Design puzzles and progress update

Your de novo protein designs are looking extremely good! Our goal since we introduced design puzzles was to have the best solutions go straight into experimental testing. This requires synthesizing a gene encoding the design, putting the gene into bacteria to direct them to make the protein, and then purifying the designed protein away from everything else in the bacteria and determining whether it folds up the way you designed it to. As you can imagine, this involves a fair amount of effort, and up until recently there have been issues with the top scoring designs that would have had to be fixed before ordering the genes.

What are the issues that we would like to resolve before ordering your designs? There are several “rules of thumb” about proteins that earlier designs were not consistent with. The main one is very simple and familiar to most of you-in proteins the buried residues should be hydrophobic and the exposed residues should be polar. Another perhaps less familiar one is that glycine residues, which are very flexible, should only be in turns and loops, not in helices or sheets. Finally, there should be few alanine residues in the core because they are too small to stabilize the protein much.

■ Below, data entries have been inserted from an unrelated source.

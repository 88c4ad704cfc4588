//! Idempotent provisioning plus the scripted incident timeline.

use std::collections::HashMap;

use chrono::Utc;
use incident_detector::config::default_sources;
use incident_detector::{LogBackend, LogEvent, SourceKind, SourceSpec};
use serde::Serialize;

use crate::config::SeederConfig;
use crate::error::SeedError;

/// One message written by [`Seeder::seed_incident`].
#[derive(Debug, Clone, PartialEq, Eq, Serialize)]
pub struct SeededEvent {
    pub source: SourceKind,
    pub log_group: String,
    pub log_stream: String,
    pub message: String,
    pub timestamp: i64,
    #[serde(skip_serializing_if = "Option::is_none")]
    pub next_sequence_token: Option<String>,
}

#[derive(Debug, Clone, Serialize)]
pub struct SeedReport {
    pub region: String,
    pub events: Vec<SeededEvent>,
}

pub struct Seeder<B> {
    config: SeederConfig,
    sources: Vec<SourceSpec>,
    backend: B,
}

impl<B: LogBackend> Seeder<B> {
    pub fn new(config: SeederConfig, sources: Vec<SourceSpec>, backend: B) -> Self {
        Self {
            config,
            sources,
            backend,
        }
    }

    /// Seeder over the detector's own source table.
    pub fn with_default_sources(config: SeederConfig, backend: B) -> Self {
        Self::new(config, default_sources(), backend)
    }

    pub fn backend(&self) -> &B {
        &self.backend
    }

    pub async fn ensure_log_group(&self, group: &str) -> Result<(), SeedError> {
        match self.backend.create_log_group(group).await {
            Ok(()) => {
                tracing::info!(group, "created log group");
                Ok(())
            }
            Err(e) if e.is_already_exists() => Ok(()),
            Err(source) => Err(SeedError::CreateGroup {
                group: group.to_string(),
                source,
            }),
        }
    }

    pub async fn ensure_log_stream(&self, group: &str, stream: &str) -> Result<(), SeedError> {
        match self.backend.create_log_stream(group, stream).await {
            Ok(()) => {
                tracing::info!(group, stream, "created log stream");
                Ok(())
            }
            Err(e) if e.is_already_exists() => Ok(()),
            Err(source) => Err(SeedError::CreateStream {
                group: group.to_string(),
                stream: stream.to_string(),
                source,
            }),
        }
    }

    /// Append `message` stamped with the current time; returns the next sequence token.
    pub async fn put_log_event(
        &self,
        group: &str,
        stream: &str,
        message: &str,
        sequence_token: Option<&str>,
    ) -> Result<(i64, Option<String>), SeedError> {
        let event = LogEvent::new(message, Utc::now().timestamp_millis());
        let next = self
            .backend
            .put_log_event(group, stream, &event, sequence_token)
            .await
            .map_err(|source| SeedError::Put {
                group: group.to_string(),
                stream: stream.to_string(),
                source,
            })?;
        Ok((event.timestamp, next))
    }

    /// Ensure every group/stream, then write the timeline in order.
    pub async fn seed_incident(&self) -> Result<SeedReport, SeedError> {
        // Validate the timeline before touching the backend.
        let steps: Vec<&SourceSpec> = self
            .config
            .timeline
            .iter()
            .map(|kind| {
                self.sources
                    .iter()
                    .find(|s| s.kind == *kind)
                    .ok_or(SeedError::UnknownSource(*kind))
            })
            .collect::<Result<_, _>>()?;

        for source in &self.sources {
            self.ensure_log_group(&source.log_group).await?;
            self.ensure_log_stream(&source.log_group, &source.log_stream)
                .await?;
        }

        tracing::info!(steps = steps.len(), "injecting mock incident logs");

        let mut tokens: HashMap<SourceKind, String> = HashMap::new();
        let mut events = Vec::with_capacity(steps.len());

        for (i, source) in steps.into_iter().enumerate() {
            if i > 0 && !self.config.delay.is_zero() {
                tokio::time::sleep(self.config.delay).await;
            }

            let (timestamp, next) = self
                .put_log_event(
                    &source.log_group,
                    &source.log_stream,
                    &source.seed_message,
                    tokens.get(&source.kind).map(String::as_str),
                )
                .await?;
            tracing::info!(source = %source.kind, group = %source.log_group, "wrote: {}", source.seed_message);

            if let Some(token) = &next {
                tokens.insert(source.kind, token.clone());
            }
            events.push(SeededEvent {
                source: source.kind,
                log_group: source.log_group.clone(),
                log_stream: source.log_stream.clone(),
                message: source.seed_message.clone(),
                timestamp,
                next_sequence_token: next,
            });
        }

        Ok(SeedReport {
            region: self.config.region.clone(),
            events,
        })
    }
}
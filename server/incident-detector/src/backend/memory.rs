//! In-memory log backend with failure injection.

use std::collections::{BTreeMap, HashMap};
use std::sync::{Mutex, MutexGuard};

use async_trait::async_trait;

use super::LogBackend;
use crate::error::BackendError;
use crate::types::{LogEvent, TimeWindow};

/// One recorded `put_log_event` call.
#[derive(Debug, Clone, PartialEq, Eq)]
pub struct PutRecord {
  pub log_group: String,
  pub log_stream: String,
  pub message: String,
  pub sequence_token: Option<String>,
}

#[derive(Debug, Default)]
struct State {
  /// group -> stream -> events
  groups: BTreeMap<String, BTreeMap<String, Vec<LogEvent>>>,
  failures: HashMap<String, BackendError>,
  puts: Vec<PutRecord>,
  next_token: u64,
}

#[derive(Debug, Default)]
pub struct MemoryBackend {
  state: Mutex<State>,
}

impl MemoryBackend {
  pub fn new() -> Self {
    Self::default()
  }

  fn lock(&self) -> MutexGuard<'_, State> {
    self.state.lock().unwrap_or_else(|e| e.into_inner())
  }

  /// Store events directly, creating the group and stream as needed.
  pub fn insert(&self, log_group: &str, log_stream: &str, events: impl IntoIterator<Item = LogEvent>) {
    let mut state = self.lock();
    state
      .groups
      .entry(log_group.to_string())
      .or_default()
      .entry(log_stream.to_string())
      .or_default()
      .extend(events);
  }

  /// Make every call touching `log_group` fail with `err`.
  pub fn fail_group(&self, log_group: &str, err: BackendError) {
    self.lock().failures.insert(log_group.to_string(), err);
  }

  pub fn has_group(&self, log_group: &str) -> bool {
    self.lock().groups.contains_key(log_group)
  }

  pub fn has_stream(&self, log_group: &str, log_stream: &str) -> bool {
    self
      .lock()
      .groups
      .get(log_group)
      .is_some_and(|streams| streams.contains_key(log_stream))
  }

  pub fn events(&self, log_group: &str) -> Vec<LogEvent> {
    self
      .lock()
      .groups
      .get(log_group)
      .map(|streams| streams.values().flatten().cloned().collect())
      .unwrap_or_default()
  }

  pub fn puts(&self) -> Vec<PutRecord> {
    self.lock().puts.clone()
  }

  fn check_failure(state: &State, log_group: &str) -> Result<(), BackendError> {
    match state.failures.get(log_group) {
      Some(err) => Err(err.clone()),
      None => Ok(()),
    }
  }
}

#[async_trait]
impl LogBackend for MemoryBackend {
  async fn filter_log_events(
    &self,
    log_group: &str,
    window: TimeWindow,
  ) -> Result<Vec<LogEvent>, BackendError> {
    let state = self.lock();
    Self::check_failure(&state, log_group)?;
    let streams = state
      .groups
      .get(log_group)
      .ok_or_else(|| BackendError::NotFound(log_group.to_string()))?;

    let mut events: Vec<LogEvent> = streams
      .iter()
      .flat_map(|(stream, events)| {
        events
          .iter()
          .filter(|e| window.contains(e.timestamp))
          .map(move |e| LogEvent {
            log_stream: Some(stream.clone()),
            ..e.clone()
          })
      })
      .collect();
    events.sort_by_key(|e| e.timestamp);
    Ok(events)
  }

  async fn create_log_group(&self, log_group: &str) -> Result<(), BackendError> {
    let mut state = self.lock();
    Self::check_failure(&state, log_group)?;
    if state.groups.contains_key(log_group) {
      return Err(BackendError::AlreadyExists(log_group.to_string()));
    }
    state.groups.insert(log_group.to_string(), BTreeMap::new());
    Ok(())
  }

  async fn create_log_stream(&self, log_group: &str, log_stream: &str) -> Result<(), BackendError> {
    let mut state = self.lock();
    Self::check_failure(&state, log_group)?;
    let streams = state
      .groups
      .get_mut(log_group)
      .ok_or_else(|| BackendError::NotFound(log_group.to_string()))?;
    if streams.contains_key(log_stream) {
      return Err(BackendError::AlreadyExists(format!("{}/{}", log_group, log_stream)));
    }
    streams.insert(log_stream.to_string(), Vec::new());
    Ok(())
  }

  async fn put_log_event(
    &self,
    log_group: &str,
    log_stream: &str,
    event: &LogEvent,
    sequence_token: Option<&str>,
  ) -> Result<Option<String>, BackendError> {
    let mut state = self.lock();
    Self::check_failure(&state, log_group)?;
    let stream = state
      .groups
      .get_mut(log_group)
      .and_then(|streams| streams.get_mut(log_stream))
      .ok_or_else(|| BackendError::NotFound(format!("{}/{}", log_group, log_stream)))?;
    stream.push(event.clone());

    state.puts.push(PutRecord {
      log_group: log_group.to_string(),
      log_stream: log_stream.to_string(),
      message: event.message.clone(),
      sequence_token: sequence_token.map(str::to_string),
    });
    state.next_token += 1;
    Ok(Some(format!("seq-{:08}", state.next_token)))
  }
}

#[cfg(test)]
mod tests {
  use super::*;

  fn window(start_ms: i64, end_ms: i64) -> TimeWindow {
    TimeWindow { start_ms, end_ms }
  }

  #[tokio::test]
  async fn filter_respects_window_and_orders_by_time() {
    let backend = MemoryBackend::new();
    backend.insert(
      "/g",
      "s1",
      vec![LogEvent::new("late", 300), LogEvent::new("early", 100)],
    );
    backend.insert("/g", "s2", vec![LogEvent::new("outside", 900)]);

    let events = backend.filter_log_events("/g", window(0, 500)).await.unwrap();
    let messages: Vec<&str> = events.iter().map(|e| e.message.as_str()).collect();
    assert_eq!(messages, vec!["early", "late"]);
    assert_eq!(events[0].log_stream.as_deref(), Some("s1"));
  }

  #[tokio::test]
  async fn filter_missing_group_is_not_found() {
    let backend = MemoryBackend::new();
    let err = backend.filter_log_events("/nope", window(0, 1)).await.unwrap_err();
    assert_eq!(err, BackendError::NotFound("/nope".into()));
  }

  #[tokio::test]
  async fn create_twice_reports_already_exists() {
    let backend = MemoryBackend::new();
    backend.create_log_group("/g").await.unwrap();
    assert!(backend.create_log_group("/g").await.unwrap_err().is_already_exists());

    backend.create_log_stream("/g", "s").await.unwrap();
    assert!(backend
      .create_log_stream("/g", "s")
      .await
      .unwrap_err()
      .is_already_exists());
  }

  #[tokio::test]
  async fn put_requires_stream_and_issues_tokens() {
    let backend = MemoryBackend::new();
    let event = LogEvent::new("hello", 1);
    assert!(backend.put_log_event("/g", "s", &event, None).await.is_err());

    backend.create_log_group("/g").await.unwrap();
    backend.create_log_stream("/g", "s").await.unwrap();
    let t1 = backend.put_log_event("/g", "s", &event, None).await.unwrap();
    let t2 = backend
      .put_log_event("/g", "s", &event, t1.as_deref())
      .await
      .unwrap();
    assert_ne!(t1, t2);

    let puts = backend.puts();
    assert_eq!(puts.len(), 2);
    assert_eq!(puts[1].sequence_token, t1);
    assert_eq!(backend.events("/g").len(), 2);
  }

  #[tokio::test]
  async fn injected_failure_wins() {
    let backend = MemoryBackend::new();
    backend.insert("/g", "s", vec![LogEvent::new("x", 1)]);
    backend.fail_group("/g", BackendError::request("throttled"));
    let err = backend.filter_log_events("/g", window(0, 10)).await.unwrap_err();
    assert_eq!(err, BackendError::request("throttled"));
  }
}
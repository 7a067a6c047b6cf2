/*
 * The three ticking tasks.
 *
 * Seconds hold the minute gate for a batch of ticks, minutes pass through it
 * once per batch while holding the hour gate for a batch of their own, hours
 * pass through the hour gate. Every tick also goes into the mailbox, where the
 * display task picks it up. Each task keeps only its own position in the
 * chain; the time that gets shown is the display task's business.
 *
 * A task posts its event before it counts the tick towards its batch, so the
 * unit above can never show up in the mailbox ahead of the tick that let it
 * advance.
 */

pub mod gate;

use core::convert::Infallible;

use embassy_sync::blocking_mutex::raw::RawMutex;

use crate::context::ClockContext;
use crate::error::{ClockError, Wait};
use crate::event::{TimeEvent, TimeUnit};
use crate::time::{Timebase, bounded};
use gate::{Batch, BatchPhase, Pass};

/// The seconds task: one tick per second period, on a fixed grid measured
/// from the first tick. Only returns if a bounded wait runs out.
pub async fn run_seconds<M, C, T>(
    ctx: &ClockContext<'_, M, C>,
    time: &T,
) -> Result<Infallible, ClockError>
where
    M: RawMutex,
    T: Timebase,
{
    let limit = ctx.config.wait_limit_ms;
    let period = ctx.second_period_ms();
    let gate = ctx.minute_gate;
    let tick: TimeEvent = TimeUnit::Second.into();
    let mut batch = Batch::new(gate);
    let mut next_tick = time.now_ms();
    info!("seconds: started, one tick per {} ms", period);

    loop {
        bounded(time, limit, Wait::Gate(gate.name()), batch.open()).await??;
        bounded(time, limit, Wait::MailboxPost, ctx.mailbox.send(tick)).await?;
        if batch.tick() == BatchPhase::Released {
            debug!("seconds: {} gate released", gate.name());
        }

        next_tick = next_tick.saturating_add(period);
        time.delay_until_ms(next_tick).await;
    }
}

/// The minutes task: one advance per batch of seconds, handing the hour gate
/// on after every batch of its own. Only returns if a bounded wait runs out.
pub async fn run_minutes<M, C, T>(
    ctx: &ClockContext<'_, M, C>,
    time: &T,
) -> Result<Infallible, ClockError>
where
    M: RawMutex,
    T: Timebase,
{
    let limit = ctx.config.wait_limit_ms;
    let period = ctx.minute_period_ms();
    let advance: TimeEvent = TimeUnit::Minute.into();
    let mut from_seconds = Pass::new(ctx.minute_gate);
    let mut to_hours = Batch::new(ctx.hour_gate);
    info!("minutes: started, resting {} ms between advances", period);

    loop {
        bounded(time, limit, Wait::Gate(ctx.hour_gate.name()), to_hours.open()).await??;
        let permit = bounded(
            time,
            limit,
            Wait::Gate(ctx.minute_gate.name()),
            from_seconds.enter(),
        )
        .await??;

        bounded(time, limit, Wait::MailboxPost, ctx.mailbox.send(advance)).await?;
        if to_hours.tick() == BatchPhase::Released {
            debug!("minutes: {} gate released", ctx.hour_gate.name());
        }
        drop(permit);

        time.delay_ms(period).await;
    }
}

/// The hours task: one advance per batch of minutes. Only returns if a bounded
/// wait runs out.
pub async fn run_hours<M, C, T>(
    ctx: &ClockContext<'_, M, C>,
    time: &T,
) -> Result<Infallible, ClockError>
where
    M: RawMutex,
    T: Timebase,
{
    let limit = ctx.config.wait_limit_ms;
    let period = ctx.hour_period_ms();
    let advance: TimeEvent = TimeUnit::Hour.into();
    let mut from_minutes = Pass::new(ctx.hour_gate);
    let mut hours: u8 = 0;
    info!("hours: started, resting {} ms between advances", period);

    loop {
        let permit = bounded(
            time,
            limit,
            Wait::Gate(ctx.hour_gate.name()),
            from_minutes.enter(),
        )
        .await??;

        hours = (hours + 1) % TimeUnit::Hour.modulus();
        trace!("hours: advancing to {}", hours);
        bounded(time, limit, Wait::MailboxPost, ctx.mailbox.send(advance)).await?;
        drop(permit);

        time.delay_ms(period).await;
    }
}
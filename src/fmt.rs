/*
 * Logging goes to defmt when the `defmt` feature is on. Without it the macros
 * still borrow their arguments, so call sites compile the same either way.
 */
#![allow(unused_macros)]

macro_rules! trace {
    ($s:literal $(, $x:expr)* $(,)?) => {
        {
            #[cfg(feature = "defmt")]
            ::defmt::trace!($s $(, $x)*);
            #[cfg(not(feature = "defmt"))]
            let _ = ($( & $x ),*);
        }
    };
}

macro_rules! debug {
    ($s:literal $(, $x:expr)* $(,)?) => {
        {
            #[cfg(feature = "defmt")]
            ::defmt::debug!($s $(, $x)*);
            #[cfg(not(feature = "defmt"))]
            let _ = ($( & $x ),*);
        }
    };
}

macro_rules! info {
    ($s:literal $(, $x:expr)* $(,)?) => {
        {
            #[cfg(feature = "defmt")]
            ::defmt::info!($s $(, $x)*);
            #[cfg(not(feature = "defmt"))]
            let _ = ($( & $x ),*);
        }
    };
}

macro_rules! warn {
    ($s:literal $(, $x:expr)* $(,)?) => {
        {
            #[cfg(feature = "defmt")]
            ::defmt::warn!($s $(, $x)*);
            #[cfg(not(feature = "defmt"))]
            let _ = ($( & $x ),*);
        }
    };
}
/*
 * The I/O module for the clock.
 *
 * This is the only part of the firmware that knows about the device: the
 * console is the transmit half of USART1 and time comes from the embassy time
 * driver. Everything else talks to these through the `Console` and `Timebase`
 * traits of the library.
 */

use cascade_clock::{Console, Timebase};
use defmt::warn;
use embassy_stm32::mode::Async;
use embassy_stm32::usart::UartTx;
use embassy_time::{Instant, Timer};

/*
 * The console has to exist before the UART does, because it lives in a static
 * together with its output lock. Until `attach` is called, lines are dropped.
 */
pub struct UartConsole {
    tx: Option<UartTx<'static, Async>>,
}

impl UartConsole {
    pub const fn detached() -> Self {
        UartConsole { tx: None }
    }

    pub fn attach(&mut self, tx: UartTx<'static, Async>) {
        self.tx = Some(tx);
    }
}

impl Console for UartConsole {
    async fn write_line(&mut self, line: &str) {
        let Some(tx) = self.tx.as_mut() else {
            return;
        };

        if let Err(e) = tx.write(line.as_bytes()).await {
            warn!("console: write failed: {}", e);
            return;
        }
        if let Err(e) = tx.write(b"\r\n").await {
            warn!("console: write failed: {}", e);
        }
    }
}

pub struct EmbassyTimebase;

impl Timebase for EmbassyTimebase {
    fn now_ms(&self) -> u64 {
        Instant::now().as_millis()
    }

    async fn delay_ms(&self, millis: u64) {
        Timer::after_millis(millis).await
    }

    async fn delay_until_ms(&self, deadline_ms: u64) {
        Timer::at(Instant::from_millis(deadline_ms)).await
    }
}
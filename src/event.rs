use enum_ordinalize::Ordinalize;

/// The three units the clock counts. The ordinal doubles as the code a time
/// event carries through the mailbox.
#[derive(Ordinalize, Debug, Clone, Copy, PartialEq, Eq)]
#[cfg_attr(feature = "defmt", derive(defmt::Format))]
#[repr(u8)]
pub enum TimeUnit {
    Second,
    Minute,
    Hour,
}

impl TimeUnit {
    /// The value at which a counter of this unit wraps back to zero.
    pub const fn modulus(self) -> u8 {
        match self {
            TimeUnit::Second | TimeUnit::Minute => 60,
            TimeUnit::Hour => 24,
        }
    }

    pub const fn label(self) -> &'static str {
        match self {
            TimeUnit::Second => "seconds",
            TimeUnit::Minute => "minutes",
            TimeUnit::Hour => "hours",
        }
    }
}

/*
 * What a ticking task posts after each tick. It is a small `Copy` value so it
 * moves through the mailbox by value and nothing outlives the consumer.
 *
 * The source travels as its raw code rather than as a `TimeUnit`. The display
 * task is the one that decides whether a code makes sense.
 */
#[derive(Debug, Clone, Copy, PartialEq, Eq)]
#[cfg_attr(feature = "defmt", derive(defmt::Format))]
pub struct TimeEvent {
    code: u8,
    label: &'static str,
}

impl TimeEvent {
    pub const fn new(unit: TimeUnit) -> Self {
        TimeEvent {
            code: unit as u8,
            label: unit.label(),
        }
    }

    /// An event with an arbitrary source code, for feeding the display
    /// directly.
    pub const fn from_code(code: u8, label: &'static str) -> Self {
        TimeEvent { code, label }
    }

    pub const fn code(&self) -> u8 {
        self.code
    }

    pub const fn label(&self) -> &'static str {
        self.label
    }

    /// The unit this event advances, if its code names one.
    pub fn unit(&self) -> Option<TimeUnit> {
        TimeUnit::from_ordinal(self.code)
    }
}

impl From<TimeUnit> for TimeEvent {
    fn from(unit: TimeUnit) -> Self {
        TimeEvent::new(unit)
    }
}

The filters which have been added over the past month or two simply enforce the above rules. You might wonder why the score function itself doesn’t take care of these problems. The answer is that naturally occurring proteins break all the rules some of the time-nature had 3 billion years to fine tune things and can get away with things that designers simply can’t. If we encoded the rules directly in the score function, we would fail to correctly predict the structures of many native proteins.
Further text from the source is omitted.